Iowa's Middle Income Workers Hit With Regulations
Iowa's occupational licensing is one of the worst in the nation for lower-to-middle income workers according to the 2nd Edition of Institute for Justice's License to Work study.
Of 102 occupations that were reviewed, Iowa requires 71 of those occupations to pay for training and certification. This may be limiting entry into those jobs and reducing competition.
Iowans who want to pursue their careers should not be stymied by unnecessary government regulation. For instance, barbers in Iowa must demonstrate almost 20 times more experience than an Emergency Medical Technician! Cosmetologists must complete 2,100 hours of training.
As a result, fewer new jobs and businesses are being created in Iowa than in other states. Since 2010, Iowa has remained below the national average in job creation and population growth. Until Iowa addresses the bureaucratic barriers for people to use their skills, serve others, and earn a living, we will continue to see people leave the state for opportunities elsewhere or choose other states over Iowa.

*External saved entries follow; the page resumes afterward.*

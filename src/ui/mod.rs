//! Ratatui front-end: the student table, the menu line, and the modal dialogs
//! layered on top of it.

mod app;
mod forms;
mod helpers;
mod screens;
mod terminal;

pub use app::App;
pub use terminal::run_app;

ITR President Chris Ingstad sat down with former Nebraska State Senator Laura Ebke, Senior Fellow for Job Licensing with the Platte Institute, to discuss occupational licensing. Ebke said, "When government gets in the way it is hard for people to take chances." Watch some of the interview below:
What can be done? The Iowa legislature can ensure citizens can pursue their careers and employment opportunities by:
- Reviewing all existing licensing requirements
- Repealing licenses that are not necessary to protect the health and safety of the public
- Modifying licensing laws that are not competitive
- Enacting sunset review provisions so that all licensing laws are reviewed periodically
- Reviewing licensing boards
While some oversight and licensing will always be necessary, Iowa may be going too far. The legislature should not throw all occupational licenses out the window. They should, however, review all existing licenses to determine if licensure is still needed, and if so, determine if the licensing requirements are still appropriate (and competitive) for the occupation.